In [1]:
from collections import defaultdict
from copy import deepcopy
import os
"""
saves exercises in format (num_exercises \n exercises \n labels \n, num_exercises \n exercises \n labels \n, ...) 
where a tuple of three rows are the exercises of one user 
"""
# total users in file: 1213
max_users = 1213

train_file = 'fr_en.slam.20171218.train'
test_data_file = 'fr_en.slam.20171218.dev'
test_labels_file = 'fr_en.slam.20171218.dev.key'

train_formatted_file = 'formatted_data_train_w.csv'
test_formatted_file = 'formatted_data_test_w.csv'

exercise_map = {}
exercise_i = 0
num_train_exercises, num_train_instances, num_test_exercises, num_test_instances = 0, 0, 0, 0
# reduced exercises for one-hotting
train_exercise_tuples, test_exercise_tuples = [], []
train_exercise_tuple, test_exercise_tuple = [0, [], []], [0, [], []]
train_label, train_exercise, test_label, test_exercise = '-1', '', '-1', ''
users = defaultdict(int)
included_users = set()
exercise_type = ''
cur_user = ''
prev_user = ''

print('formatting training exercises...')
with open(train_file, 'rt') as f:
    for line in f:
        line = line.strip()
        # If there's nothing in the line, then we're done with the exercise.

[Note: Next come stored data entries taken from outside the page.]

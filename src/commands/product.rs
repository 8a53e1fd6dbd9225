use super::{confirm, parse_id, report, require_name};
use crate::db::db::Db;
use crate::libs::messages::Message;
use crate::libs::product::Product;
use crate::libs::view::View;
use crate::{msg_bail_anyhow, msg_error_anyhow, msg_info, msg_print, msg_success};
use anyhow::Result;
use clap::{Args, Subcommand};
use std::fs;
use std::path::{Path, PathBuf};

#[derive(Debug, Args)]
pub struct ProductArgs {
    #[command(subcommand)]
    command: ProductCommand,
}

#[derive(Debug, Subcommand)]
enum ProductCommand {
    #[command(about = "Add a product")]
    Add {
        name: String,
        price: String,
        #[arg(long, help = "Image file stored with the product")]
        image: Option<PathBuf>,
    },
    #[command(about = "Change the price of a product")]
    Price {
        target: String,
        price: String,
        #[arg(long, help = "Treat TARGET as a product id instead of a name")]
        id: bool,
    },
    #[command(about = "Replace the image of a product")]
    Image {
        target: String,
        file: PathBuf,
        #[arg(long, help = "Treat TARGET as a product id instead of a name")]
        id: bool,
    },
    #[command(about = "Delete a product")]
    Delete {
        target: String,
        #[arg(long, help = "Treat TARGET as a product id instead of a name")]
        id: bool,
        #[arg(short, long, help = "Skip the confirmation prompt")]
        yes: bool,
    },
    #[command(about = "List all products")]
    List,
}

pub fn cmd(db: &Db, args: ProductArgs) -> Result<()> {
    match args.command {
        ProductCommand::Add { name, price, image } => {
            let name = require_name(&name)?;
            let price = parse_price(&price)?;
            let image = match image {
                Some(path) => read_image(&path)?,
                None => Vec::new(),
            };
            let id = db.products().insert(&Product::new(&name, price, image))?;
            msg_success!(Message::ProductCreated(name, id));
        }
        ProductCommand::Price { target, price, id } => {
            let price = parse_price(&price)?;
            let key = require_name(&target)?;
            let result = if id {
                db.products().update_price_by_id(parse_id(&key)?, price)
            } else {
                db.products().update_price(&key, price)
            };
            report(result, |count| Message::ProductPriceUpdated(key.clone(), count), Message::ProductNotFound(key.clone()))?;
        }
        ProductCommand::Image { target, file, id } => {
            let key = require_name(&target)?;
            let image = read_image(&file)?;
            let result = if id {
                db.products().update_image_by_id(parse_id(&key)?, &image)
            } else {
                db.products().update_image(&key, &image)
            };
            report(result, |count| Message::ProductImageUpdated(key.clone(), count), Message::ProductNotFound(key.clone()))?;
        }
        ProductCommand::Delete { target, id, yes } => {
            let key = require_name(&target)?;
            if !confirm(Message::ConfirmDeleteProduct(key.clone()), yes)? {
                msg_info!(Message::OperationCancelled);
                return Ok(());
            }
            let result = if id {
                db.products().delete_by_id(parse_id(&key)?)
            } else {
                db.products().delete(&key)
            };
            report(result, |count| Message::ProductDeleted(key.clone(), count), Message::ProductNotFound(key.clone()))?;
        }
        ProductCommand::List => {}
    }

    list(db)
}

fn list(db: &Db) -> Result<()> {
    let products = db.products().get_all()?;
    if products.is_empty() {
        msg_info!(Message::ProductsEmpty);
        return Ok(());
    }
    msg_print!(Message::ProductsHeader, true);
    View::products(&products);
    Ok(())
}

/// Parses a price typed by the user. Only finite numbers are accepted.
pub fn parse_price(raw: &str) -> Result<f64> {
    match raw.trim().parse::<f64>() {
        Ok(price) if price.is_finite() => Ok(price),
        _ => msg_bail_anyhow!(Message::InvalidPrice(raw.to_string())),
    }
}

fn read_image(path: &Path) -> Result<Vec<u8>> {
    fs::read(path).map_err(|e| msg_error_anyhow!(Message::ImageReadFailed(path.display().to_string(), e.to_string())))
}
use super::error::{check_price, expect_rows, StoreError};
use crate::libs::product::Product;
use rusqlite::{params, Connection, OptionalExtension, Row};

const ENTITY: &str = "product";

const INSERT_PRODUCT: &str = "INSERT INTO products (name, price, image) VALUES (?1, ?2, ?3)";
const SELECT_PRODUCTS: &str = "SELECT id, name, price, image FROM products";
const WHERE_ID: &str = "WHERE id = ?1";
const WHERE_NAME: &str = "WHERE name = ?1";
const ORDER_BY_ID: &str = "ORDER BY id";
const UPDATE_PRICE_BY_NAME: &str = "UPDATE products SET price = ?1 WHERE name = ?2";
const UPDATE_PRICE_BY_ID: &str = "UPDATE products SET price = ?1 WHERE id = ?2";
const UPDATE_IMAGE_BY_NAME: &str = "UPDATE products SET image = ?1 WHERE name = ?2";
const UPDATE_IMAGE_BY_ID: &str = "UPDATE products SET image = ?1 WHERE id = ?2";
const DELETE_BY_NAME: &str = "DELETE FROM products WHERE name = ?1";
const DELETE_BY_ID: &str = "DELETE FROM products WHERE id = ?1";

/// Product operations over a borrowed store connection.
///
/// Name-keyed mutations touch every row carrying that name and return how
/// many rows changed. They fail with [`StoreError::NotFound`] when nothing
/// matched. The `*_by_id` variants target exactly one row. Prices must be
/// finite; NaN and infinities fail with [`StoreError::InvalidPrice`].
pub struct Products<'a> {
    conn: &'a Connection,
}

impl<'a> Products<'a> {
    pub fn new(conn: &'a Connection) -> Self {
        Products { conn }
    }

    /// Stores a new product and returns the id assigned to it.
    pub fn insert(&self, product: &Product) -> Result<i64, StoreError> {
        let price = check_price(product.price)?;
        self.conn.execute(INSERT_PRODUCT, params![product.name, price, product.image])?;

        Ok(self.conn.last_insert_rowid())
    }

    pub fn update_price(&self, name: &str, price: f64) -> Result<usize, StoreError> {
        let price = check_price(price)?;
        let changed = self.conn.execute(UPDATE_PRICE_BY_NAME, params![price, name])?;
        expect_rows(changed, ENTITY, name)
    }

    pub fn update_price_by_id(&self, id: i64, price: f64) -> Result<usize, StoreError> {
        let price = check_price(price)?;
        let changed = self.conn.execute(UPDATE_PRICE_BY_ID, params![price, id])?;
        expect_rows(changed, ENTITY, format!("#{}", id))
    }

    pub fn update_image(&self, name: &str, image: &[u8]) -> Result<usize, StoreError> {
        let changed = self.conn.execute(UPDATE_IMAGE_BY_NAME, params![image, name])?;
        expect_rows(changed, ENTITY, name)
    }

    pub fn update_image_by_id(&self, id: i64, image: &[u8]) -> Result<usize, StoreError> {
        let changed = self.conn.execute(UPDATE_IMAGE_BY_ID, params![image, id])?;
        expect_rows(changed, ENTITY, format!("#{}", id))
    }

    pub fn delete(&self, name: &str) -> Result<usize, StoreError> {
        let changed = self.conn.execute(DELETE_BY_NAME, params![name])?;
        expect_rows(changed, ENTITY, name)
    }

    pub fn delete_by_id(&self, id: i64) -> Result<usize, StoreError> {
        let changed = self.conn.execute(DELETE_BY_ID, params![id])?;
        expect_rows(changed, ENTITY, format!("#{}", id))
    }

    /// Every product in storage order. An empty table yields an empty vec.
    pub fn get_all(&self) -> Result<Vec<Product>, StoreError> {
        let mut stmt = self.conn.prepare(&format!("{} {}", SELECT_PRODUCTS, ORDER_BY_ID))?;
        let products = stmt.query_map([], Self::from_row)?.collect::<Result<Vec<_>, _>>()?;

        Ok(products)
    }

    pub fn get_by_id(&self, id: i64) -> Result<Option<Product>, StoreError> {
        let product = self
            .conn
            .query_row(&format!("{} {}", SELECT_PRODUCTS, WHERE_ID), params![id], Self::from_row)
            .optional()?;

        Ok(product)
    }

    pub fn find_by_name(&self, name: &str) -> Result<Vec<Product>, StoreError> {
        let mut stmt = self.conn.prepare(&format!("{} {} {}", SELECT_PRODUCTS, WHERE_NAME, ORDER_BY_ID))?;
        let products = stmt.query_map(params![name], Self::from_row)?.collect::<Result<Vec<_>, _>>()?;

        Ok(products)
    }

    // Columns are nullable, so rows written by other tools read back with defaults.
    fn from_row(row: &Row) -> rusqlite::Result<Product> {
        Ok(Product {
            id: Some(row.get(0)?),
            name: row.get::<_, Option<String>>(1)?.unwrap_or_default(),
            price: row.get::<_, Option<f64>>(2)?.unwrap_or_default(),
            image: row.get::<_, Option<Vec<u8>>>(3)?.unwrap_or_default(),
        })
    }
}
//! User-facing text for every [`Message`].
//!
//! All wording lives here so commands and the store only ever pass
//! structured values around.

use super::types::Message;
use std::fmt::{Display, Formatter, Result};

fn rows(count: usize) -> &'static str {
    if count == 1 {
        "row"
    } else {
        "rows"
    }
}

impl Display for Message {
    fn fmt(&self, f: &mut Formatter<'_>) -> Result {
        let text = match self {
            // === PRODUCT MESSAGES ===
            Message::ProductCreated(name, id) => format!("Product '{}' added with id {}", name, id),
            Message::ProductPriceUpdated(key, count) => format!("Price of '{}' updated ({} {})", key, count, rows(*count)),
            Message::ProductImageUpdated(key, count) => format!("Image of '{}' updated ({} {})", key, count, rows(*count)),
            Message::ProductDeleted(key, count) => format!("Product '{}' deleted ({} {})", key, count, rows(*count)),
            Message::ProductNotFound(key) => format!("No product matches '{}'", key),
            Message::ProductsHeader => "Products".to_string(),
            Message::ProductsEmpty => "No products stored yet".to_string(),
            Message::ConfirmDeleteProduct(key) => format!("Delete product '{}'?", key),

            // === TASK MESSAGES ===
            Message::TaskCreated(name, id) => format!("Task '{}' added with id {}", name, id),
            Message::TaskRenamed { from, to, count } => {
                format!("Task '{}' renamed to '{}' ({} {})", from, to, count, rows(*count))
            }
            Message::TaskDeleted(key, count) => format!("Task '{}' deleted ({} {})", key, count, rows(*count)),
            Message::TaskNotFound(key) => format!("No task matches '{}'", key),
            Message::TasksHeader => "Tasks".to_string(),
            Message::TasksEmpty => "No tasks stored yet".to_string(),
            Message::ConfirmDeleteTask(key) => format!("Delete task '{}'?", key),

            // === INPUT MESSAGES ===
            Message::EmptyName => "Name must not be empty".to_string(),
            Message::InvalidPrice(raw) => format!("'{}' is not a valid price", raw),
            Message::InvalidId(raw) => format!("'{}' is not a valid id", raw),
            Message::ImageReadFailed(path, error) => format!("Failed to read image '{}': {}", path, error),
            Message::OperationCancelled => "Operation cancelled".to_string(),

            // === DATABASE MESSAGES ===
            Message::DatabaseOpening(path) => format!("Opening database at {}", path),
            Message::DatabaseResetting => "Dropping and recreating all tables".to_string(),
            Message::DatabaseCloseFailed(error) => format!("Failed to close the database: {}", error),
            Message::DatabaseReset => "Database reset, all records were removed".to_string(),
            Message::ConfirmDatabaseReset => "This removes every product and task. Continue?".to_string(),
            Message::SchemaCreated(version) => format!("Created schema version {}", version),
            Message::SchemaUpToDate(version) => format!("Schema version {} is up to date", version),
            Message::SchemaUpgradeDiscardingData(from, to) => {
                format!("Upgrading schema from version {} to {}: existing records will be discarded", from, to)
            }
            Message::SchemaUpgraded(from, to) => format!("Schema upgraded from version {} to {}", from, to),
            Message::SchemaVersion { stored, expected } => {
                format!("Schema version: {} (expected {})", stored, expected)
            }

            // === CONFIGURATION MESSAGES ===
            Message::ConfigSaved => "Configuration saved successfully".to_string(),
            Message::ConfigPromptFileName => "Database file name".to_string(),
            Message::ConfigPromptUpgradePolicy => "When the schema version changes".to_string(),

            // === EXPORT MESSAGES ===
            Message::ExportSuccess(path) => format!("Data exported to {}", path),
        };

        write!(f, "{}", text)
    }
}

Print if needed, otherwise continue
        if len(line) == 0:
            if cur_user != prev_user and train_exercise_tuple[0] > 0:
                if train_exercise_tuple[0] < 500: 
                    train_exercise_tuples.append(deepcopy(train_exercise_tuple))
                    included_users.add(prev_user)
                train_exercise_tuple = [0, [], []]
            num_train_exercises += 1
            prev_user = cur_user
            if num_train_exercises % 100000 == 0:
                print('Loaded ' + str(num_train_instances) + ' instances across ' + str(num_train_exercises) + ' exercises...')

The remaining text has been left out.